Концентрационный мир нацистской Германии перестал существовать в 1945 году, но так и не был понят ни палачами, ни жертвами, ни тем более сторонними наблюдателями. Возможно ли вообще было понять, что произошло, кого можно считать настоящим свидетелем – автор задается и этими вопросами (проблеме и механизмам понимания произошедшего посвящена отдельная глава) и, не претендуя на исчерпывающий ответ, намечает пути возможного понимания трагического опыта лагерей и обрисовывает контуры фигуры подлинного свидетеля.

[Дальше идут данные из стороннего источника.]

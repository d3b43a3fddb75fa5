//! Audit log entries.

use chrono::{DateTime, Utc};
use serde::{Deserialize, Serialize};

use crate::types::{AuditAction, AuditEntryId};

/// Maximum number of audit entries kept in the document.
///
/// Appending beyond this drops the oldest entries.
pub const AUDIT_LOG_CAPACITY: usize = 1000;

/// Actor recorded for entries not caused by a logged-in admin.
pub const SYSTEM_ACTOR: &str = "system";

/// One recorded administrative action.
#[derive(Debug, Clone, PartialEq, Serialize, Deserialize)]
#[serde(rename_all = "camelCase")]
pub struct AuditEntry {
    pub id: AuditEntryId,
    /// Admin id, or [`SYSTEM_ACTOR`].
    pub admin_id: String,
    pub action: AuditAction,
    #[serde(default)]
    pub details: serde_json::Value,
    pub timestamp: DateTime<Utc>,
}
//! Integration tests for the Honor Culture store API.
//!
//! Tests drive the real router in-process with `tower::ServiceExt::oneshot`.
//! Each [`TestContext`] owns a fresh data file under the OS temp directory,
//! seeded on open and removed on drop, and a [`RecordingNotifier`] in place
//! of Telegram.
//!
//! # Running Tests
//!
//! ```bash
//! cargo test -p honor-culture-integration-tests
//! ```
//!
//! # Test Categories
//!
//! - `catalog` - Products, categories, filters, bulk operations
//! - `orders` - Checkout, order management, inventory alerts
//! - `auth` - Login, token transports, logout, audit log
//! - `forms` - Contact form and notifier smoke test
//! - `health` - Liveness, readiness, request ids

#![allow(clippy::unwrap_used, clippy::missing_panics_doc)]

use std::path::PathBuf;
use std::sync::{
    Arc, Mutex,
    atomic::{AtomicBool, Ordering},
};
use std::time::Duration;

use async_trait::async_trait;
use axum::{
    Router,
    body::{Body, to_bytes},
    http::{Method, Request, StatusCode, header},
};
use honor_culture_server::config::ServerConfig;
use honor_culture_server::routes;
use honor_culture_server::services::notifications::{
    NotificationDispatcher, Notifier, NotifyError,
};
use honor_culture_server::state::AppState;
use honor_culture_server::store::DocumentStore;
use serde_json::{Value, json};
use tower::ServiceExt;
use uuid::Uuid;

/// Seeded super admin credentials.
pub const ADMIN_USERNAME: &str = "admin";
pub const ADMIN_PASSWORD: &str = "admin123";

/// Notifier that records every message instead of sending it.
#[derive(Debug, Default)]
pub struct RecordingNotifier {
    sent: Mutex<Vec<String>>,
    fail: AtomicBool,
}

impl RecordingNotifier {
    /// Make subsequent deliveries fail.
    pub fn fail_deliveries(&self) {
        self.fail.store(true, Ordering::SeqCst);
    }

    /// Messages recorded so far.
    pub fn messages(&self) -> Vec<String> {
        self.sent.lock().unwrap().clone()
    }

    /// Wait until at least `count` messages were recorded, up to two seconds.
    pub async fn wait_for(&self, count: usize) -> Vec<String> {
        for _ in 0..200 {
            let messages = self.messages();
            if messages.len() >= count {
                return messages;
            }
            tokio::time::sleep(Duration::from_millis(10)).await;
        }
        self.messages()
    }
}

#[async_trait]
impl Notifier for RecordingNotifier {
    async fn notify(&self, message: &str) -> Result<(), NotifyError> {
        self.sent.lock().unwrap().push(message.to_string());
        if self.fail.load(Ordering::SeqCst) {
            return Err(NotifyError::Api {
                status: 400,
                description: "Bad Request: chat not found".to_string(),
            });
        }
        Ok(())
    }
}

/// A response with its body parsed as JSON when possible.
#[derive(Debug)]
pub struct TestResponse {
    pub status: StatusCode,
    pub headers: axum::http::HeaderMap,
    pub text: String,
    pub json: Value,
}

/// A running application over a throwaway data file.
pub struct TestContext {
    pub app: Router,
    pub state: AppState,
    pub notifier: Arc<RecordingNotifier>,
    pub data_file: PathBuf,
}

impl TestContext {
    /// Open a freshly seeded store with a recording notifier.
    pub async fn new() -> Self {
        let notifier = Arc::new(RecordingNotifier::default());
        Self::build(NotificationDispatcher::new(notifier.clone()), notifier).await
    }

    /// Open a freshly seeded store with notifications disabled.
    pub async fn without_notifier() -> Self {
        Self::build(
            NotificationDispatcher::disabled(),
            Arc::new(RecordingNotifier::default()),
        )
        .await
    }

    async fn build(notifications: NotificationDispatcher, notifier: Arc<RecordingNotifier>) -> Self {
        let data_file =
            std::env::temp_dir().join(format!("honor-culture-test-{}.json", Uuid::new_v4()));
        let store = DocumentStore::open(&data_file).await.unwrap();
        let state = AppState::new(ServerConfig::local(&data_file), store, notifications);
        let app = routes::app(state.clone());

        Self {
            app,
            state,
            notifier,
            data_file,
        }
    }

    /// Send a request and collect the response.
    pub async fn send(&self, request: Request<Body>) -> TestResponse {
        let response = self.app.clone().oneshot(request).await.unwrap();
        let status = response.status();
        let headers = response.headers().clone();
        let bytes = to_bytes(response.into_body(), usize::MAX).await.unwrap();
        let text = String::from_utf8(bytes.to_vec()).unwrap();
        let json = serde_json::from_str(&text).unwrap_or(Value::Null);

        TestResponse {
            status,
            headers,
            text,
            json,
        }
    }

    /// Send `method uri` with an optional bearer token and JSON body.
    pub async fn request(
        &self,
        method: Method,
        uri: &str,
        token: Option<&str>,
        body: Option<Value>,
    ) -> TestResponse {
        let mut builder = Request::builder().method(method).uri(uri);
        if let Some(token) = token {
            builder = builder.header(header::AUTHORIZATION, format!("Bearer {token}"));
        }
        let body = match body {
            Some(body) => {
                builder = builder.header(header::CONTENT_TYPE, "application/json");
                Body::from(body.to_string())
            }
            None => Body::empty(),
        };
        self.send(builder.body(body).unwrap()).await
    }

    /// Unauthenticated GET.
    pub async fn get(&self, uri: &str) -> TestResponse {
        self.request(Method::GET, uri, None, None).await
    }

    /// Unauthenticated JSON POST.
    pub async fn post(&self, uri: &str, body: Value) -> TestResponse {
        self.request(Method::POST, uri, None, Some(body)).await
    }

    /// Log in as the seeded super admin and return the session token.
    pub async fn login(&self) -> String {
        let response = self
            .post(
                "/api/auth",
                json!({ "username": ADMIN_USERNAME, "password": ADMIN_PASSWORD }),
            )
            .await;
        assert_eq!(response.status, StatusCode::OK, "{}", response.text);
        response.json["token"].as_str().unwrap().to_string()
    }
}

impl Drop for TestContext {
    fn drop(&mut self) {
        let _ = std::fs::remove_file(&self.data_file);
    }
}

/// A complete checkout body for two units of seeded product `p1`.
#[must_use]
pub fn order_body() -> Value {
    json!({
        "items": [{
            "id": "p1",
            "name": "Performance Tee",
            "price": 45.0,
            "quantity": 2,
            "variant": { "color": "Black", "size": "M" },
            "images": ["https://example.com/tee.jpg"]
        }],
        "shippingInfo": {
            "fullName": "Jordan Reyes",
            "email": "jordan@example.com",
            "phone": "+1 555 0100",
            "country": "US",
            "state": "CA",
            "city": "Oakland",
            "streetAddress": "1 Main St",
            "postalCode": "94601"
        },
        "paymentInfo": {
            "cardHolderName": "Jordan Reyes",
            "cardNumber": "4242 4242 4242 4242"
        }
    })
}
//! Inventory alert route.

use axum::{
    Json, Router,
    extract::{Query, State},
    routing::get,
};
use serde::Deserialize;
use tracing::instrument;

use super::parse_query_value;
use crate::error::Result;
use crate::middleware::RequireAdmin;
use crate::services::orders::InventoryAlerts;
use crate::state::AppState;

/// Inventory routes.
pub fn routes() -> Router<AppState> {
    Router::new().route("/inventory/alerts", get(alerts))
}

/// Query parameters for inventory alerts.
#[derive(Debug, Default, Deserialize)]
pub struct AlertsQuery {
    pub threshold: Option<String>,
}

/// Low-stock and out-of-stock products.
///
/// `threshold` defaults to the configured low-stock threshold.
#[instrument(skip(state, _admin))]
pub async fn alerts(
    State(state): State<AppState>,
    _admin: RequireAdmin,
    Query(query): Query<AlertsQuery>,
) -> Result<Json<InventoryAlerts>> {
    let threshold = parse_query_value(query.threshold.as_deref(), "threshold")?
        .unwrap_or(state.config().low_stock_threshold);

    Ok(Json(state.orders().inventory_alerts(threshold).await))
}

На мой взгляд, данная книга – несомненное событие в отечественной исторической науке. Ее безусловное достоинство (помимо многих уже указанных) в ее обращенности к рядовому читателю, а не к своему научному кругу, как нередко бывает сегодня. Не случайно первое издание этой работы полностью разошлось за два месяца. Любого человека эта книга заставит задуматься и о том, что происходит сегодня, и о том, что еще может произойти. Эта книга – предупреждение. Предупреждение всем, кому кажется, что всё случившееся в лагерях тогда невозможно в наши дни.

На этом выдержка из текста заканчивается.